Description of the task: Would you write out the records below exactly as given?

+++ Data listing

//!
//! # Enum-String Mapping Module
//!
//! Defines the [enumstr] macro and paired [EnumStr] trait,
//! for enumerations which arrive as one of a fixed set of strings:
//! command-line flags, run-configuration files, and the like.
//!
//! Example:
//!
//! ```rs
//! use label21utils::enumstr;
//!
//! enumstr!(
//! /// # Reading Direction
//! ReadDir {
//!     Rows: "rows",
//!     Cols: "cols",
//!  }
//! );
//! ```
//!

///
/// # String-Enumeration Trait
///
/// * `to_str(&self) -> &'static str` converts the enum to its string value.
/// * `from_str(&str) -> Option<Self>` does the opposite.
/// * `values()` lists every accepted string, e.g. for help and error text.
///
pub trait EnumStr: std::marker::Sized {
    fn to_str(&self) -> &'static str;
    fn from_str(txt: &str) -> Option<Self>;
    fn values() -> &'static [&'static str];
}

///
/// # Enum-String Pairing Macro
///
/// Creates an `enum` which:
/// * (a) Has paired string-values
/// * (b) Implements [EnumStr]
/// * (c) Implements [std::fmt::Display], writing the string-values
/// * (d) Implements [std::str::FromStr], so it can be parsed from command-line arguments
/// * (e) Serializes and deserializes *as* its string-values
///
/// Invocation sites must have `serde::{Deserialize, Serialize}` in scope.
///
#[macro_export]
macro_rules! enumstr {
    (   $(#[$meta: meta])*
        $enum_name: ident {
        $( $variant: ident : $strval: literal ),* $(,)?
    }) => {
        $(#[$meta])*
        #[derive(Clone, Copy, Debug, Deserialize, Serialize, PartialEq, Eq, Hash)]
        pub enum $enum_name {
            $( #[doc=$strval]
               #[serde(rename=$strval)]
                $variant ),*
        }
        impl $crate::EnumStr for $enum_name {
            fn to_str(&self) -> &'static str {
                match self {
                    $( Self::$variant => $strval),*,
                }
            }
            /// Note `from_str` is case *sensitive*.
            fn from_str(txt: &str) -> Option<Self> {
                match txt {
                    $( $strval => Some(Self::$variant)),*,
                    _ => None,
                }
            }
            fn values() -> &'static [&'static str] {
                &[$( $strval ),*]
            }
        }
        impl ::std::fmt::Display for $enum_name {
            fn fmt(&self, f: &mut ::std::fmt::Formatter) -> ::std::fmt::Result {
                write!(f, "{}", <Self as $crate::EnumStr>::to_str(self))
            }
        }
        impl ::std::str::FromStr for $enum_name {
            type Err = String;
            fn from_str(txt: &str) -> Result<Self, Self::Err> {
                <Self as $crate::EnumStr>::from_str(txt).ok_or_else(|| {
                    format!(
                        "Invalid {} `{}`, expected one of: {}",
                        stringify!($enum_name),
                        txt,
                        <Self as $crate::EnumStr>::values().join(", ")
                    )
                })
            }
        }
    }
}

#[cfg(test)]
pub mod tests {
    use super::*;
    use serde::{Deserialize, Serialize};

    enumstr!(
        /// # Reading Direction
        ReadDir {
            Rows: "rows",
            Cols: "cols",
        }
    );

    #[test]
    fn test_enumstr() {
        assert_eq!(ReadDir::Rows.to_str(), "rows");
        assert_eq!(ReadDir::Cols.to_string(), "cols");
        assert_eq!(<ReadDir as EnumStr>::from_str("rows"), Some(ReadDir::Rows));
        assert_eq!(<ReadDir as EnumStr>::from_str("ROWS"), None);
        assert_eq!(ReadDir::values(), &["rows", "cols"]);

        let parsed: Result<ReadDir, _> = "cols".parse();
        assert_eq!(parsed, Ok(ReadDir::Cols));
        let bad: Result<ReadDir, _> = "diag".parse();
        assert_eq!(
            bad,
            Err("Invalid ReadDir `diag`, expected one of: rows, cols".to_string())
        );
    }
    #[test]
    fn test_enumstr_serde() {
        let s = serde_json::to_string(&ReadDir::Cols).unwrap();
        assert_eq!(s, "\"cols\"");
        let d: ReadDir = serde_json::from_str("\"rows\"").unwrap();
        assert_eq!(d, ReadDir::Rows);
    }
}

++++++

Answer section:
//!
//! # Enum-String Mapping Module
//!
//! Defines the [enumstr] macro and paired [EnumStr] trait,
//! for enumerations which arrive as one of a fixed set of strings:
//! command-line flags, run-configuration files, and the like.
//!
//! Example:
//!
//! ```rs
//! use label21utils::enumstr;
//!
//! enumstr!(
//! /// # Reading Direction
//! ReadDir {
//!     Rows: "rows",
//!     Cols: "cols",
//!  }
//! );
//! ```
//!

///
/// # String-Enumeration Trait
///
/// * `to_str(&self) -> &'static str` converts the enum to its string value.
/// * `from_str(&str) -> Option<Self>` does the opposite.
/// * `values()` lists every accepted string, e.g. for help and error text.
///
pub trait EnumStr: std::marker::Sized {
    fn to_str(&self) -> &'static str;
    fn from_str(txt: &str) -> Option<Self>;
    fn values() -> &'static [&'static str];
}

///
/// # Enum-String Pairing Macro
///
/// Creates an `enum` which:
/// * (a) Has paired string-values
/// * (b) Implements [EnumStr]
/// * (c) Implements [std::fmt::Display], writing the string-values
/// * (d) Implements [std::str::FromStr], so it can be parsed from command-line arguments
/// * (e) Serializes and deserializes *as* its string-values
///
/// Invocation sites must have `serde::{Deserialize, Serialize}` in scope.
///
#[macro_export]
macro_rules! enumstr {
    (   $(#[$meta: meta])*
        $enum_name: ident {
        $( $variant: ident : $strval: literal ),* $(,)?
    }) => {
        $(#[$meta])*
        #[derive(Clone, Copy, Debug, Deserialize, Serialize, PartialEq, Eq, Hash)]
        pub enum $enum_name {
            $( #[doc=$strval]
               #[serde(rename=$strval)]
                $variant ),*
        }
        impl $crate::EnumStr for $enum_name {
            fn to_str(&self) -> &'static str {
                match self {
                    $( Self::$variant => $strval),*,
                }
            }
            /// Note `from_str` is case *sensitive*.
            fn from_str(txt: &str) -> Option<Self> {
                match txt {
                    $( $strval => Some(Self::$variant)),*,
                    _ => None,
                }
            }
            fn values() -> &'static [&'static str] {
                &[$( $strval ),*]
            }
        }
        impl ::std::fmt::Display for $enum_name {
            fn fmt(&self, f: &mut ::std::fmt::Formatter) -> ::std::fmt::Result {
                write!(f, "{}", <Self as $crate::EnumStr>::to_str(self))
            }
        }
        impl ::std::str::FromStr for $enum_name {
            type Err = String;
            fn from_str(txt: &str) -> Result<Self, Self::Err> {
                <Self as $crate::EnumStr>::from_str(txt).ok_or_else(|| {
                    format!(
                        "Invalid {} `{}`, expected one of: {}",
                        stringify!($enum_name),
                        txt,
                        <Self as $crate::EnumStr>::values().join(", ")
                    )
                })
            }
        }
    }
}

#[cfg(test)]
pub mod tests {
    use super::*;
    use serde::{Deserialize, Serialize};

    enumstr!(
        /// # Reading Direction
        ReadDir {
            Rows: "rows",
            Cols: "cols",
        }
    );

    #[test]
    fn test_enumstr() {
        assert_eq!(ReadDir::Rows.to_str(), "rows");
        assert_eq!(ReadDir::Cols.to_string(), "cols");
        assert_eq!(<ReadDir as EnumStr>::from_str("rows"), Some(ReadDir::Rows));
        assert_eq!(<ReadDir as EnumStr>::from_str("ROWS"), None);
        assert_eq!(ReadDir::values(), &["rows", "cols"]);

        let parsed: Result<ReadDir, _> = "cols".parse();
        assert_eq!(parsed, Ok(ReadDir::Cols));
        let bad: Result<ReadDir, _> = "diag".parse();
        assert_eq!(
            bad,
            Err("Invalid ReadDir `diag`, expected one of: rows, cols".to_string())
        );
    }
    #[test]
    fn test_enumstr_serde() {
        let s = serde_json::to_string(&ReadDir::Cols).unwrap();
        assert_eq!(s, "\"cols\"");
        let d: ReadDir = serde_json::from_str("\"rows\"").unwrap();
        assert_eq!(d, ReadDir::Rows);
    }
}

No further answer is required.